# [RECORDS TO PROCESS]
────────────────

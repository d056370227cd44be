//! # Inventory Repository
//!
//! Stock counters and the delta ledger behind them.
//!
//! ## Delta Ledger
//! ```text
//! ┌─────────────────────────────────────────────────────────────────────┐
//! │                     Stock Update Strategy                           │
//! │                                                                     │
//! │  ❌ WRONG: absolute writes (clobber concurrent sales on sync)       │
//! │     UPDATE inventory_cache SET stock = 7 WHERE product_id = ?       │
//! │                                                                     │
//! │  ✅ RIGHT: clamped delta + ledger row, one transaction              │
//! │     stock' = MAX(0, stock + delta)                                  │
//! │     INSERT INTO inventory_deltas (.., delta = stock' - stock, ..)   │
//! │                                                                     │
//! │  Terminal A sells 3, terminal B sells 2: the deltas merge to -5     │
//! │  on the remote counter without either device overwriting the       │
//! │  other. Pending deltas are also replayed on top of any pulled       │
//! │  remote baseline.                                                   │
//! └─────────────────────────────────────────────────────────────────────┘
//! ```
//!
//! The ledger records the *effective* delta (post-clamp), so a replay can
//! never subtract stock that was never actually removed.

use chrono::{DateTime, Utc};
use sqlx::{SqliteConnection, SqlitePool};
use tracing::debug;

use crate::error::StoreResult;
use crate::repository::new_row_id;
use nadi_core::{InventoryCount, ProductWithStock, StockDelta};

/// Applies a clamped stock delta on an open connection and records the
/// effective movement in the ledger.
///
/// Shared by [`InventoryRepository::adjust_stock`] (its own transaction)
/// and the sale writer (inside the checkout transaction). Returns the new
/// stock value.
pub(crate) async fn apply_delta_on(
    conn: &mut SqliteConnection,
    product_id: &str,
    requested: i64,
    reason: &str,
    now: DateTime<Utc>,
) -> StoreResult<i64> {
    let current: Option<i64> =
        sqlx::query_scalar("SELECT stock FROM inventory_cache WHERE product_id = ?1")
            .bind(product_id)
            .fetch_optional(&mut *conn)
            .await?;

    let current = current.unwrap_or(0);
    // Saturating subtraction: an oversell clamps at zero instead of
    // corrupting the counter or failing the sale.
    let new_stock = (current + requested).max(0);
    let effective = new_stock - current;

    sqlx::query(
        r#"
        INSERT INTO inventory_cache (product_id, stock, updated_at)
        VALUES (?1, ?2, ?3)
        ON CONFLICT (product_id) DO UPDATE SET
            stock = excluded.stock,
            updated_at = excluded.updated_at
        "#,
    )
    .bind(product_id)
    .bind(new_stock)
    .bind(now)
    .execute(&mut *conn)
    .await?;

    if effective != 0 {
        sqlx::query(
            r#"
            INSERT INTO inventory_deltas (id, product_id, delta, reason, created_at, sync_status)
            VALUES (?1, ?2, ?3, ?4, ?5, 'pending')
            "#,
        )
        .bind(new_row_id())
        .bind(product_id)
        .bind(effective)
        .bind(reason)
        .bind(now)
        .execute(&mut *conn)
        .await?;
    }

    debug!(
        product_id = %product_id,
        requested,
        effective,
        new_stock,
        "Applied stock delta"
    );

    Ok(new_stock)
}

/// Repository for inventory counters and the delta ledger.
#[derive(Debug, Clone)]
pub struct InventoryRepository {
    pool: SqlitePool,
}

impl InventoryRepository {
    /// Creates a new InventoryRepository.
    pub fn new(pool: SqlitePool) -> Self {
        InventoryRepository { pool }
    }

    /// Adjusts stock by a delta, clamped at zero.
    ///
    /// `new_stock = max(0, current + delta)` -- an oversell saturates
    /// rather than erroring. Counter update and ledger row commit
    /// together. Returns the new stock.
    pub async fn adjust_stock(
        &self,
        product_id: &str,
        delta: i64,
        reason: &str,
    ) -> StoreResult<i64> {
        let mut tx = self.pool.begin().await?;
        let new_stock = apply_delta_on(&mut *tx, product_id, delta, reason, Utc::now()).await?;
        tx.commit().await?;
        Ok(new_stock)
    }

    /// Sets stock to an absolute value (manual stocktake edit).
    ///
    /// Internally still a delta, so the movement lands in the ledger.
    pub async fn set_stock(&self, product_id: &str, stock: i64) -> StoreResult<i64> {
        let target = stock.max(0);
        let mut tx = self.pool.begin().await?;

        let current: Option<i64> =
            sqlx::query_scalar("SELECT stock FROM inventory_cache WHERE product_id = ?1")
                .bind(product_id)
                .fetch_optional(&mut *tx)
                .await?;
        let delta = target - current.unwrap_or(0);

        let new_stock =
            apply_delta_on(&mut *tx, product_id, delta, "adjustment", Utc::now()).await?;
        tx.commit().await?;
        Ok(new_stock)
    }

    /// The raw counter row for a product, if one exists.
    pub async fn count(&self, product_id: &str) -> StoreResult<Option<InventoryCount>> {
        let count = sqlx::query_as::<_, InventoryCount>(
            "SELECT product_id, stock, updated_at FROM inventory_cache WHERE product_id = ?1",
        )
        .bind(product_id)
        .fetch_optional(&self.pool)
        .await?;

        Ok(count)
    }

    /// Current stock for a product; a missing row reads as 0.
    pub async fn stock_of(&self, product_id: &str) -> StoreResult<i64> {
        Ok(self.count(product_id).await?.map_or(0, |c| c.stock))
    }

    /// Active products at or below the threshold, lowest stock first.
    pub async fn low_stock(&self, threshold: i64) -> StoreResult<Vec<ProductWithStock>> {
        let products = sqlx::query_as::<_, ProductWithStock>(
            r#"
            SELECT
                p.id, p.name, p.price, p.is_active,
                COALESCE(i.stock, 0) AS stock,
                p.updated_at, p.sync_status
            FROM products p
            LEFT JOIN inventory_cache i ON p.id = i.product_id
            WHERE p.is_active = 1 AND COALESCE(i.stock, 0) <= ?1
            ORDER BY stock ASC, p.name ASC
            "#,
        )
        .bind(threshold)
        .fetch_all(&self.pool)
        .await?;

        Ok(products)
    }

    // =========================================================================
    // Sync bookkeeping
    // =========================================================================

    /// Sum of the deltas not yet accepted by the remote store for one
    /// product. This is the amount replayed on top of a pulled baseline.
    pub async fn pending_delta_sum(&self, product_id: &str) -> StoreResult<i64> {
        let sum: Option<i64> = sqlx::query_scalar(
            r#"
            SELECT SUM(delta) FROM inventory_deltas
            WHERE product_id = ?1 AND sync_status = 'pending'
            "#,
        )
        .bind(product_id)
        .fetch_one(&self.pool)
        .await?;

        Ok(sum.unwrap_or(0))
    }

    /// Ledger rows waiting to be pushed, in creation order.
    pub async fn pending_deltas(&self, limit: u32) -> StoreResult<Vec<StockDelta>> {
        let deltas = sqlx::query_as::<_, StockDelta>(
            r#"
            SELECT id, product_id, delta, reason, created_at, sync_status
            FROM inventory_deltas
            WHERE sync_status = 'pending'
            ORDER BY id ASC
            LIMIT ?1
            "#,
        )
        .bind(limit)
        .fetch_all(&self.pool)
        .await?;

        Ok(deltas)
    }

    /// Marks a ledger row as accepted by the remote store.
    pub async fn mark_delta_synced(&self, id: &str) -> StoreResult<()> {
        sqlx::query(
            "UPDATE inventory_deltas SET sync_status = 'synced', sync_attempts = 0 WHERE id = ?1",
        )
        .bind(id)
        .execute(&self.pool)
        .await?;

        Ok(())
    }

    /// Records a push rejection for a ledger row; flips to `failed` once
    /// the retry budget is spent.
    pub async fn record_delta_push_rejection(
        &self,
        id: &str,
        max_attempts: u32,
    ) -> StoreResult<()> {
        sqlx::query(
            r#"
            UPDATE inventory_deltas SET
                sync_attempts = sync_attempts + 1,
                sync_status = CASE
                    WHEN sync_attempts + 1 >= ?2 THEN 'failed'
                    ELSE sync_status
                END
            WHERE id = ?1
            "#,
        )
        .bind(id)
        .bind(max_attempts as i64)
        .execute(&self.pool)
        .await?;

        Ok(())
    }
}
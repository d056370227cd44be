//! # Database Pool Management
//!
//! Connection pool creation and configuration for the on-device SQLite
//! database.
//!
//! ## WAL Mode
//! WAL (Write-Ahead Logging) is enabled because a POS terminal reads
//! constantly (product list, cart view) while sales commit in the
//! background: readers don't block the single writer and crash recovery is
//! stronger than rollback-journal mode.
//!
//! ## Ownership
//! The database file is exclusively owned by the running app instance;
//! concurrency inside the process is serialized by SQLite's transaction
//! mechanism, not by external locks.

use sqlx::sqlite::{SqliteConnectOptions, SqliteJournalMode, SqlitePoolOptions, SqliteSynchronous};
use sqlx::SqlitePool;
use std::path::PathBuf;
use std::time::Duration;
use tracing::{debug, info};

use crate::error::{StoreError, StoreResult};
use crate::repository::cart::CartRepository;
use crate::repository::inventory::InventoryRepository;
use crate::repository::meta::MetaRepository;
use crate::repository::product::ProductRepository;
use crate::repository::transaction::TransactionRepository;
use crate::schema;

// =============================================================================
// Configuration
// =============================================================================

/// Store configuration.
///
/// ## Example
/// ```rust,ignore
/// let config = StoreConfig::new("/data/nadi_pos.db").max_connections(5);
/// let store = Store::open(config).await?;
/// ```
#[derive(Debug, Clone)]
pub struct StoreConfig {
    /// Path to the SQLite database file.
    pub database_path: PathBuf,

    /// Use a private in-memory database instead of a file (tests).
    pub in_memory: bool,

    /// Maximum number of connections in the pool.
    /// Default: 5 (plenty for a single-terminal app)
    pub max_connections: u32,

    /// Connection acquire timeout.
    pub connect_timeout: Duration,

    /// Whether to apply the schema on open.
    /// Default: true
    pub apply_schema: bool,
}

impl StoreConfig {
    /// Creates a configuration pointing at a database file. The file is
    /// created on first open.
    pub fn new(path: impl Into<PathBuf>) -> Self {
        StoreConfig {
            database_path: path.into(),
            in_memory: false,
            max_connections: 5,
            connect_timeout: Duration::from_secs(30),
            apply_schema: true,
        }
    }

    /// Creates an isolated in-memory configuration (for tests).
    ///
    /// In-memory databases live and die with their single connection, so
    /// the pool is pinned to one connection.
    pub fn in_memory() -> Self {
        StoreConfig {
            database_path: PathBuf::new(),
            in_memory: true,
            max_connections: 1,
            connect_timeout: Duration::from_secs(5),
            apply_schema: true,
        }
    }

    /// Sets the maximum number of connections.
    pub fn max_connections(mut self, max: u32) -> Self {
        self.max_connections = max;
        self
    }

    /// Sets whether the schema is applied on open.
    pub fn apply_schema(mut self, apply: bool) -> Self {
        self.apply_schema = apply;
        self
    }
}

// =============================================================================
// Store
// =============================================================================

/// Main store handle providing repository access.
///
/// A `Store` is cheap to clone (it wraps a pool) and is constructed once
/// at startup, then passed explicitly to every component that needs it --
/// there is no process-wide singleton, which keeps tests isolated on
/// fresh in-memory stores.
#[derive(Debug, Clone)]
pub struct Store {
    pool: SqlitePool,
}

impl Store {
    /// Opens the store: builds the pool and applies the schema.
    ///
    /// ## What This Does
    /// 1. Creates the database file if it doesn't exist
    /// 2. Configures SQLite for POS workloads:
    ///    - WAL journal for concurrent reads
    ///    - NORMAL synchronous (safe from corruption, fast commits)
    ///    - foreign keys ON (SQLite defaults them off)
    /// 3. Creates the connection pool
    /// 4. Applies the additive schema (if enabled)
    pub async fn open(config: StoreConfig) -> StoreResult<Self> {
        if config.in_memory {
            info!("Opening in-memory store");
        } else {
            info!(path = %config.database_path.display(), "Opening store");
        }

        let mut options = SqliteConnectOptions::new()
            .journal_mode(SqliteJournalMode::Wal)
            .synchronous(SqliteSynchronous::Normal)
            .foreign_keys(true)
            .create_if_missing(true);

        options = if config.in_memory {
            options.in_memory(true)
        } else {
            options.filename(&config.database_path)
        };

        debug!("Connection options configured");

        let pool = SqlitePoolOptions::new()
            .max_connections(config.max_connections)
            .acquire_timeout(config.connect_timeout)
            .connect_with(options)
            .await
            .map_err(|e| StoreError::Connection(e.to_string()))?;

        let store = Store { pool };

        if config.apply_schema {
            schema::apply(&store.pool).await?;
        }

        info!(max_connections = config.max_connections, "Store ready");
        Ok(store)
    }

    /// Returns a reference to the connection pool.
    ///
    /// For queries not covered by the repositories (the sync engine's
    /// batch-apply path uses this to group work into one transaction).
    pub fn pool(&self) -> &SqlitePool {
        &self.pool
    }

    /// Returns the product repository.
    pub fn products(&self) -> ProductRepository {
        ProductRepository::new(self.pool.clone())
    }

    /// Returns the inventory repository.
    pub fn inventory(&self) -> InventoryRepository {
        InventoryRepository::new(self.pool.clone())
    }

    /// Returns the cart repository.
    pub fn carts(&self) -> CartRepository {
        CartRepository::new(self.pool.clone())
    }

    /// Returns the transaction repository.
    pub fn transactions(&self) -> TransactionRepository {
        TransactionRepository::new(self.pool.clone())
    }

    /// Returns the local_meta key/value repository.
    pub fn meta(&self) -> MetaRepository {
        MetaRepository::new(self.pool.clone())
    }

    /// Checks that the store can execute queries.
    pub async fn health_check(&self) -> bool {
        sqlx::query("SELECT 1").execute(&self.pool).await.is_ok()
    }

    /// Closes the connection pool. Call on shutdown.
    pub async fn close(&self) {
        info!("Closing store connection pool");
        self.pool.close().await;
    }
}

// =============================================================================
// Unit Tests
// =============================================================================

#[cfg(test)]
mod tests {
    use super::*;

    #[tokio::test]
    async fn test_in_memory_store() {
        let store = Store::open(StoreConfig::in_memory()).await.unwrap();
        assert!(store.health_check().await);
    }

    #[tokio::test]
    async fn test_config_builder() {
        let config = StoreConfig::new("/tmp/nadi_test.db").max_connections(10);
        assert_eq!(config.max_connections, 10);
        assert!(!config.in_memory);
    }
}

────────────────

Return a word-for-word copy of the lines above from the one holding "Database Pool Management" through the one holding "running app instance;", with both of them included and nothing besides.

//! # Database Pool Management
//!
//! Connection pool creation and configuration for the on-device SQLite
//! database.
//!
//! ## WAL Mode
//! WAL (Write-Ahead Logging) is enabled because a POS terminal reads
//! constantly (product list, cart view) while sales commit in the
//! background: readers don't block the single writer and crash recovery is
//! stronger than rollback-journal mode.
//!
//! ## Ownership
//! The database file is exclusively owned by the running app instance;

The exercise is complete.